WORK TASK:
Set the entries below down again, please. Match them exactly.
_____
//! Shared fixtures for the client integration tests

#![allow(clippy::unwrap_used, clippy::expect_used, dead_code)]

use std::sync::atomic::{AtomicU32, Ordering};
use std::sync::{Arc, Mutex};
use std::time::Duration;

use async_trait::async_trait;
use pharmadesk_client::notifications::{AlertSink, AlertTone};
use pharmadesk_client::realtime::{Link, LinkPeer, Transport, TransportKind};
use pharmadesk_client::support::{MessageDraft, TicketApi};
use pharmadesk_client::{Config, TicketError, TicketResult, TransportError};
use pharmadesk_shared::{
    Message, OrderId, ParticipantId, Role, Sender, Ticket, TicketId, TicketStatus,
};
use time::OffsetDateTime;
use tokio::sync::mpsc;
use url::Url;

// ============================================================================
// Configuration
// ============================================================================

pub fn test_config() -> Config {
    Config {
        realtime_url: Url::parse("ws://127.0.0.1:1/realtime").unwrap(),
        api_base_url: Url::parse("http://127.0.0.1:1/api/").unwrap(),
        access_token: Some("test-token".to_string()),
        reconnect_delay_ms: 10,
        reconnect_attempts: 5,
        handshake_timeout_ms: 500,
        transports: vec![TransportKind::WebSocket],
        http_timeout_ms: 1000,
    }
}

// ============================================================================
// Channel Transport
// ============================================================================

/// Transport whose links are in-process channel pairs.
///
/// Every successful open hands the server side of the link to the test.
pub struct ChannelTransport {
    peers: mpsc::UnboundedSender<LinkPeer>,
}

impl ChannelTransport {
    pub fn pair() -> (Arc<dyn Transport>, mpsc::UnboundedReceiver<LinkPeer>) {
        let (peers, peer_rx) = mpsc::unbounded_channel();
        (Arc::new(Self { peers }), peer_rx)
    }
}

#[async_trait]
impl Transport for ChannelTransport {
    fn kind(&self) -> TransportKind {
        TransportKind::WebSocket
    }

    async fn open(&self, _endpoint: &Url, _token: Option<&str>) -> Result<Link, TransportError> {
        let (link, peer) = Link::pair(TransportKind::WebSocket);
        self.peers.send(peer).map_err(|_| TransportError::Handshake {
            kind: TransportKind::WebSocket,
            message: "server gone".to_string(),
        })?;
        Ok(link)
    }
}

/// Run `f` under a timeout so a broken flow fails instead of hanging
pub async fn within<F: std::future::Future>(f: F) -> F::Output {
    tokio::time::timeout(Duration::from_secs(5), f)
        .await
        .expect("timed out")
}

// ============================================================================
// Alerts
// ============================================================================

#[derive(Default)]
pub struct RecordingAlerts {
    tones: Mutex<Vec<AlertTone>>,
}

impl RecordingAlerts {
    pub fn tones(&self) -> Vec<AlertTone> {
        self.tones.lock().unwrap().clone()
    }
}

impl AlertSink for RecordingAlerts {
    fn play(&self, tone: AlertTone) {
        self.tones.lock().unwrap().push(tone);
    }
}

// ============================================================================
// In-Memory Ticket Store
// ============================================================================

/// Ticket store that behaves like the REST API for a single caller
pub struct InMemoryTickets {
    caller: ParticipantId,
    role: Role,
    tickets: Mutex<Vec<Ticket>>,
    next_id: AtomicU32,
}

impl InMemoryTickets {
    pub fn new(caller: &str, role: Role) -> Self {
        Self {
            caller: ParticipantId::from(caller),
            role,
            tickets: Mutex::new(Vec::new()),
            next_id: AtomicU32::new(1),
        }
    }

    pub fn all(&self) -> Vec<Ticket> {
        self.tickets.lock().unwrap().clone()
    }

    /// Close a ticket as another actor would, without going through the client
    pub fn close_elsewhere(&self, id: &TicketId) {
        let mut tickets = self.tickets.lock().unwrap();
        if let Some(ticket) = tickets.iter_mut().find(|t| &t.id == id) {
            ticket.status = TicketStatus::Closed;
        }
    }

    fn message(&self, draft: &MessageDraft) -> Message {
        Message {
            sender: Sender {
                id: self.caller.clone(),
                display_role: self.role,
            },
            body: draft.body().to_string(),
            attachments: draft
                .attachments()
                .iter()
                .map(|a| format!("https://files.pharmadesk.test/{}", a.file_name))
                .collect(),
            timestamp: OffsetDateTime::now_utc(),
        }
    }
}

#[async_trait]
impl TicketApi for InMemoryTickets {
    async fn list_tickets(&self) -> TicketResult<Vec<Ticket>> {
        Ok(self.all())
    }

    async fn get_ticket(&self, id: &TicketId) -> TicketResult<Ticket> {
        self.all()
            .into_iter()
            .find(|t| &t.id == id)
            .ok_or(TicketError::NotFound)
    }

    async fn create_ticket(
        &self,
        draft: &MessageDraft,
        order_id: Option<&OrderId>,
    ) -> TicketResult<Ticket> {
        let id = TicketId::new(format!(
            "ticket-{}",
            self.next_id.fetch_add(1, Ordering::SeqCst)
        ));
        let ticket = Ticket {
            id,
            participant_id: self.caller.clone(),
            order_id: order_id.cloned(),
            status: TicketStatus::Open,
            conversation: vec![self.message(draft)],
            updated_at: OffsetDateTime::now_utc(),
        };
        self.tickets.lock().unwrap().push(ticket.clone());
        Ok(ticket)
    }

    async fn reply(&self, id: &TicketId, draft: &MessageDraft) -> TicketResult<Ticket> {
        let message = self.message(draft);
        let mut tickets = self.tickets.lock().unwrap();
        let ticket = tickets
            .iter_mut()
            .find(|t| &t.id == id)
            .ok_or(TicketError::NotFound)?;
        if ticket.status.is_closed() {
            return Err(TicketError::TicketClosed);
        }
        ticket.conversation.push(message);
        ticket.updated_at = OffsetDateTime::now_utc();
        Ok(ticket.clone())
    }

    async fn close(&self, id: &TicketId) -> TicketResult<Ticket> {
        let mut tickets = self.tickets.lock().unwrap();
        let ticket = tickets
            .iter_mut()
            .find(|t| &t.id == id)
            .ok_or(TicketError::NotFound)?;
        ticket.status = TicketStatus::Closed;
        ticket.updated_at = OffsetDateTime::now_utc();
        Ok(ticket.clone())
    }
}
_____
RESPONSE AREA:
//! Shared fixtures for the client integration tests

#![allow(clippy::unwrap_used, clippy::expect_used, dead_code)]

use std::sync::atomic::{AtomicU32, Ordering};
use std::sync::{Arc, Mutex};
use std::time::Duration;

use async_trait::async_trait;
use pharmadesk_client::notifications::{AlertSink, AlertTone};
use pharmadesk_client::realtime::{Link, LinkPeer, Transport, TransportKind};
use pharmadesk_client::support::{MessageDraft, TicketApi};
use pharmadesk_client::{Config, TicketError, TicketResult, TransportError};
use pharmadesk_shared::{
    Message, OrderId, ParticipantId, Role, Sender, Ticket, TicketId, TicketStatus,
};
use time::OffsetDateTime;
use tokio::sync::mpsc;
use url::Url;

// ============================================================================
// Configuration
// ============================================================================

pub fn test_config() -> Config {
    Config {
        realtime_url: Url::parse("ws://127.0.0.1:1/realtime").unwrap(),
        api_base_url: Url::parse("http://127.0.0.1:1/api/").unwrap(),
        access_token: Some("test-token".to_string()),
        reconnect_delay_ms: 10,
        reconnect_attempts: 5,
        handshake_timeout_ms: 500,
        transports: vec![TransportKind::WebSocket],
        http_timeout_ms: 1000,
    }
}

// ============================================================================
// Channel Transport
// ============================================================================

/// Transport whose links are in-process channel pairs.
///
/// Every successful open hands the server side of the link to the test.
pub struct ChannelTransport {
    peers: mpsc::UnboundedSender<LinkPeer>,
}

impl ChannelTransport {
    pub fn pair() -> (Arc<dyn Transport>, mpsc::UnboundedReceiver<LinkPeer>) {
        let (peers, peer_rx) = mpsc::unbounded_channel();
        (Arc::new(Self { peers }), peer_rx)
    }
}

#[async_trait]
impl Transport for ChannelTransport {
    fn kind(&self) -> TransportKind {
        TransportKind::WebSocket
    }

    async fn open(&self, _endpoint: &Url, _token: Option<&str>) -> Result<Link, TransportError> {
        let (link, peer) = Link::pair(TransportKind::WebSocket);
        self.peers.send(peer).map_err(|_| TransportError::Handshake {
            kind: TransportKind::WebSocket,
            message: "server gone".to_string(),
        })?;
        Ok(link)
    }
}

/// Run `f` under a timeout so a broken flow fails instead of hanging
pub async fn within<F: std::future::Future>(f: F) -> F::Output {
    tokio::time::timeout(Duration::from_secs(5), f)
        .await
        .expect("timed out")
}

// ============================================================================
// Alerts
// ============================================================================

#[derive(Default)]
pub struct RecordingAlerts {
    tones: Mutex<Vec<AlertTone>>,
}

impl RecordingAlerts {
    pub fn tones(&self) -> Vec<AlertTone> {
        self.tones.lock().unwrap().clone()
    }
}

impl AlertSink for RecordingAlerts {
    fn play(&self, tone: AlertTone) {
        self.tones.lock().unwrap().push(tone);
    }
}

// ============================================================================
// In-Memory Ticket Store
// ============================================================================

/// Ticket store that behaves like the REST API for a single caller
pub struct InMemoryTickets {
    caller: ParticipantId,
    role: Role,
    tickets: Mutex<Vec<Ticket>>,
    next_id: AtomicU32,
}

impl InMemoryTickets {
    pub fn new(caller: &str, role: Role) -> Self {
        Self {
            caller: ParticipantId::from(caller),
            role,
            tickets: Mutex::new(Vec::new()),
            next_id: AtomicU32::new(1),
        }
    }

    pub fn all(&self) -> Vec<Ticket> {
        self.tickets.lock().unwrap().clone()
    }

    /// Close a ticket as another actor would, without going through the client
    pub fn close_elsewhere(&self, id: &TicketId) {
        let mut tickets = self.tickets.lock().unwrap();
        if let Some(ticket) = tickets.iter_mut().find(|t| &t.id == id) {
            ticket.status = TicketStatus::Closed;
        }
    }

    fn message(&self, draft: &MessageDraft) -> Message {
        Message {
            sender: Sender {
                id: self.caller.clone(),
                display_role: self.role,
            },
            body: draft.body().to_string(),
            attachments: draft
                .attachments()
                .iter()
                .map(|a| format!("https://files.pharmadesk.test/{}", a.file_name))
                .collect(),
            timestamp: OffsetDateTime::now_utc(),
        }
    }
}

#[async_trait]
impl TicketApi for InMemoryTickets {
    async fn list_tickets(&self) -> TicketResult<Vec<Ticket>> {
        Ok(self.all())
    }

    async fn get_ticket(&self, id: &TicketId) -> TicketResult<Ticket> {
        self.all()
            .into_iter()
            .find(|t| &t.id == id)
            .ok_or(TicketError::NotFound)
    }

    async fn create_ticket(
        &self,
        draft: &MessageDraft,
        order_id: Option<&OrderId>,
    ) -> TicketResult<Ticket> {
        let id = TicketId::new(format!(
            "ticket-{}",
            self.next_id.fetch_add(1, Ordering::SeqCst)
        ));
        let ticket = Ticket {
            id,
            participant_id: self.caller.clone(),
            order_id: order_id.cloned(),
            status: TicketStatus::Open,
            conversation: vec![self.message(draft)],
            updated_at: OffsetDateTime::now_utc(),
        };
        self.tickets.lock().unwrap().push(ticket.clone());
        Ok(ticket)
    }

    async fn reply(&self, id: &TicketId, draft: &MessageDraft) -> TicketResult<Ticket> {
        let message = self.message(draft);
        let mut tickets = self.tickets.lock().unwrap();
        let ticket = tickets
            .iter_mut()
            .find(|t| &t.id == id)
            .ok_or(TicketError::NotFound)?;
        if ticket.status.is_closed() {
            return Err(TicketError::TicketClosed);
        }
        ticket.conversation.push(message);
        ticket.updated_at = OffsetDateTime::now_utc();
        Ok(ticket.clone())
    }

    async fn close(&self, id: &TicketId) -> TicketResult<Ticket> {
        let mut tickets = self.tickets.lock().unwrap();
        let ticket = tickets
            .iter_mut()
            .find(|t| &t.id == id)
            .ok_or(TicketError::NotFound)?;
        ticket.status = TicketStatus::Closed;
        ticket.updated_at = OffsetDateTime::now_utc();
        Ok(ticket.clone())
    }
}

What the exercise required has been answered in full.